> _WORK TASK_: Please restate the data word for word, in full.

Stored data
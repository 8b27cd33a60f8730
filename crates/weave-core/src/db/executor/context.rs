use crate::{
    db::{
        executor::CancelToken,
        query::Query,
        storage::{JoinRow, Row, StorageConnection, StorageOp},
    },
    error::InternalError,
    model::{JoinDef, ModelDef, SchemaCatalog},
    obs::sink::{self, MetricsEvent, WriteKind},
    value::Key,
};
use tracing::debug;

///
/// Context
///
/// Collaborators shared by one executor call: catalog, storage, and the
/// cancellation flag. Every storage call goes through here so that
/// cancellation checks, error wrapping, metrics, and debug logging happen
/// in one place.
///

pub(crate) struct Context<'a, S: ?Sized> {
    pub(crate) catalog: &'a SchemaCatalog,
    pub(crate) storage: &'a S,
    pub(crate) cancel: Option<&'a CancelToken>,
    pub(crate) debug: bool,
}

impl<S: ?Sized> Clone for Context<'_, S> {
    fn clone(&self) -> Self {
        *self
    }
}

impl<S: ?Sized> Copy for Context<'_, S> {}

impl<'a, S> Context<'a, S>
where
    S: StorageConnection + ?Sized,
{
    pub(crate) const fn new(catalog: &'a SchemaCatalog, storage: &'a S) -> Self {
        Self {
            catalog,
            storage,
            cancel: None,
            debug: false,
        }
    }

    pub(crate) fn is_cancelled(&self) -> bool {
        self.cancel.is_some_and(CancelToken::is_cancelled)
    }

    pub(crate) fn ensure_live(&self) -> Result<(), InternalError> {
        if self.is_cancelled() {
            return Err(InternalError::cancelled());
        }

        Ok(())
    }

    pub(crate) fn debug_log(&self, s: impl Into<String>) {
        if self.debug {
            debug!(target: "weave", "{}", s.into());
        }
    }

    pub(crate) fn fetch(&self, model: &ModelDef, query: &Query) -> Result<Vec<Row>, InternalError> {
        self.ensure_live()?;
        let rows = self
            .storage
            .fetch(model, query)
            .map_err(|err| InternalError::storage(&model.name, StorageOp::Fetch, err))?;

        sink::record(MetricsEvent::RowsFetched {
            model: &model.name,
            rows: rows.len() as u64,
        });
        self.debug_log(format!(
            "fetch model={} conditions={} rows={}",
            model.name,
            query.conditions.len(),
            rows.len()
        ));

        Ok(rows)
    }

    pub(crate) fn fetch_join_rows(
        &self,
        join: &JoinDef,
        locals: &[Key],
    ) -> Result<Vec<JoinRow>, InternalError> {
        self.ensure_live()?;
        let rows = self
            .storage
            .fetch_join_rows(join, locals)
            .map_err(|err| InternalError::storage(&join.model, StorageOp::FetchJoinRows, err))?;

        sink::record(MetricsEvent::JoinRowsFetched {
            join: &join.model,
            rows: rows.len() as u64,
        });
        self.debug_log(format!(
            "fetch_join_rows join={} locals={} rows={}",
            join.model,
            locals.len(),
            rows.len()
        ));

        Ok(rows)
    }

    pub(crate) fn insert(&self, model: &ModelDef, row: &Row) -> Result<Key, InternalError> {
        self.ensure_live()?;
        let key = self
            .storage
            .insert(model, row)
            .map_err(|err| InternalError::storage(&model.name, StorageOp::Insert, err))?;

        sink::record(MetricsEvent::RowWrite {
            model: &model.name,
            kind: WriteKind::Insert,
        });
        self.debug_log(format!("insert model={} key={key}", model.name));

        Ok(key)
    }

    pub(crate) fn update(
        &self,
        model: &ModelDef,
        key: &Key,
        row: &Row,
    ) -> Result<bool, InternalError> {
        self.ensure_live()?;
        let found = self
            .storage
            .update(model, key, row)
            .map_err(|err| InternalError::storage(&model.name, StorageOp::Update, err))?;

        if found {
            sink::record(MetricsEvent::RowWrite {
                model: &model.name,
                kind: WriteKind::Update,
            });
        }
        self.debug_log(format!("update model={} key={key} found={found}", model.name));

        Ok(found)
    }

    pub(crate) fn delete(&self, model: &ModelDef, key: &Key) -> Result<bool, InternalError> {
        self.ensure_live()?;
        let found = self
            .storage
            .delete(model, key)
            .map_err(|err| InternalError::storage(&model.name, StorageOp::Delete, err))?;

        if found {
            sink::record(MetricsEvent::RowWrite {
                model: &model.name,
                kind: WriteKind::Delete,
            });
        }
        self.debug_log(format!("delete model={} key={key} found={found}", model.name));

        Ok(found)
    }

    pub(crate) fn insert_join_row(
        &self,
        join: &JoinDef,
        local: &Key,
        remote: &Key,
    ) -> Result<bool, InternalError> {
        self.ensure_live()?;
        self.storage
            .insert_join_row(join, local, remote)
            .map_err(|err| InternalError::storage(&join.model, StorageOp::InsertJoinRow, err))
    }

    pub(crate) fn delete_join_row(
        &self,
        join: &JoinDef,
        local: &Key,
        remote: &Key,
    ) -> Result<bool, InternalError> {
        self.ensure_live()?;
        self.storage
            .delete_join_row(join, local, remote)
            .map_err(|err| InternalError::storage(&join.model, StorageOp::DeleteJoinRow, err))
    }
}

> _RESPONSE BOX_:
repository 8b27cd33a60f8730
filename crates/weave-core/src/db/executor/context.rs
use crate::{
    db::{
        executor::CancelToken,
        query::Query,
        storage::{JoinRow, Row, StorageConnection, StorageOp},
    },
    error::InternalError,
    model::{JoinDef, ModelDef, SchemaCatalog},
    obs::sink::{self, MetricsEvent, WriteKind},
    value::Key,
};
use tracing::debug;

///
/// Context
///
/// Collaborators shared by one executor call: catalog, storage, and the
/// cancellation flag. Every storage call goes through here so that
/// cancellation checks, error wrapping, metrics, and debug logging happen
/// in one place.
///

pub(crate) struct Context<'a, S: ?Sized> {
    pub(crate) catalog: &'a SchemaCatalog,
    pub(crate) storage: &'a S,
    pub(crate) cancel: Option<&'a CancelToken>,
    pub(crate) debug: bool,
}

impl<S: ?Sized> Clone for Context<'_, S> {
    fn clone(&self) -> Self {
        *self
    }
}

impl<S: ?Sized> Copy for Context<'_, S> {}

impl<'a, S> Context<'a, S>
where
    S: StorageConnection + ?Sized,
{
    pub(crate) const fn new(catalog: &'a SchemaCatalog, storage: &'a S) -> Self {
        Self {
            catalog,
            storage,
            cancel: None,
            debug: false,
        }
    }

    pub(crate) fn is_cancelled(&self) -> bool {
        self.cancel.is_some_and(CancelToken::is_cancelled)
    }

    pub(crate) fn ensure_live(&self) -> Result<(), InternalError> {
        if self.is_cancelled() {
            return Err(InternalError::cancelled());
        }

        Ok(())
    }

    pub(crate) fn debug_log(&self, s: impl Into<String>) {
        if self.debug {
            debug!(target: "weave", "{}", s.into());
        }
    }

    pub(crate) fn fetch(&self, model: &ModelDef, query: &Query) -> Result<Vec<Row>, InternalError> {
        self.ensure_live()?;
        let rows = self
            .storage
            .fetch(model, query)
            .map_err(|err| InternalError::storage(&model.name, StorageOp::Fetch, err))?;

        sink::record(MetricsEvent::RowsFetched {
            model: &model.name,
            rows: rows.len() as u64,
        });
        self.debug_log(format!(
            "fetch model={} conditions={} rows={}",
            model.name,
            query.conditions.len(),
            rows.len()
        ));

        Ok(rows)
    }

    pub(crate) fn fetch_join_rows(
        &self,
        join: &JoinDef,
        locals: &[Key],
    ) -> Result<Vec<JoinRow>, InternalError> {
        self.ensure_live()?;
        let rows = self
            .storage
            .fetch_join_rows(join, locals)
            .map_err(|err| InternalError::storage(&join.model, StorageOp::FetchJoinRows, err))?;

        sink::record(MetricsEvent::JoinRowsFetched {
            join: &join.model,
            rows: rows.len() as u64,
        });
        self.debug_log(format!(
            "fetch_join_rows join={} locals={} rows={}",
            join.model,
            locals.len(),
            rows.len()
        ));

        Ok(rows)
    }

    pub(crate) fn insert(&self, model: &ModelDef, row: &Row) -> Result<Key, InternalError> {
        self.ensure_live()?;
        let key = self
            .storage
            .insert(model, row)
            .map_err(|err| InternalError::storage(&model.name, StorageOp::Insert, err))?;

        sink::record(MetricsEvent::RowWrite {
            model: &model.name,
            kind: WriteKind::Insert,
        });
        self.debug_log(format!("insert model={} key={key}", model.name));

        Ok(key)
    }

    pub(crate) fn update(
        &self,
        model: &ModelDef,
        key: &Key,
        row: &Row,
    ) -> Result<bool, InternalError> {
        self.ensure_live()?;
        let found = self
            .storage
            .update(model, key, row)
            .map_err(|err| InternalError::storage(&model.name, StorageOp::Update, err))?;

        if found {
            sink::record(MetricsEvent::RowWrite {
                model: &model.name,
                kind: WriteKind::Update,
            });
        }
        self.debug_log(format!("update model={} key={key} found={found}", model.name));

        Ok(found)
    }

    pub(crate) fn delete(&self, model: &ModelDef, key: &Key) -> Result<bool, InternalError> {
        self.ensure_live()?;
        let found = self
            .storage
            .delete(model, key)
            .map_err(|err| InternalError::storage(&model.name, StorageOp::Delete, err))?;

        if found {
            sink::record(MetricsEvent::RowWrite {
                model: &model.name,
                kind: WriteKind::Delete,
            });
        }
        self.debug_log(format!("delete model={} key={key} found={found}", model.name));

        Ok(found)
    }

    pub(crate) fn insert_join_row(
        &self,
        join: &JoinDef,
        local: &Key,
        remote: &Key,
    ) -> Result<bool, InternalError> {
        self.ensure_live()?;
        self.storage
            .insert_join_row(join, local, remote)
            .map_err(|err| InternalError::storage(&join.model, StorageOp::InsertJoinRow, err))
    }

    pub(crate) fn delete_join_row(
        &self,
        join: &JoinDef,
        local: &Key,
        remote: &Key,
    ) -> Result<bool, InternalError> {
        self.ensure_live()?;
        self.storage
            .delete_join_row(join, local, remote)
            .map_err(|err| InternalError::storage(&join.model, StorageOp::DeleteJoinRow, err))
    }
}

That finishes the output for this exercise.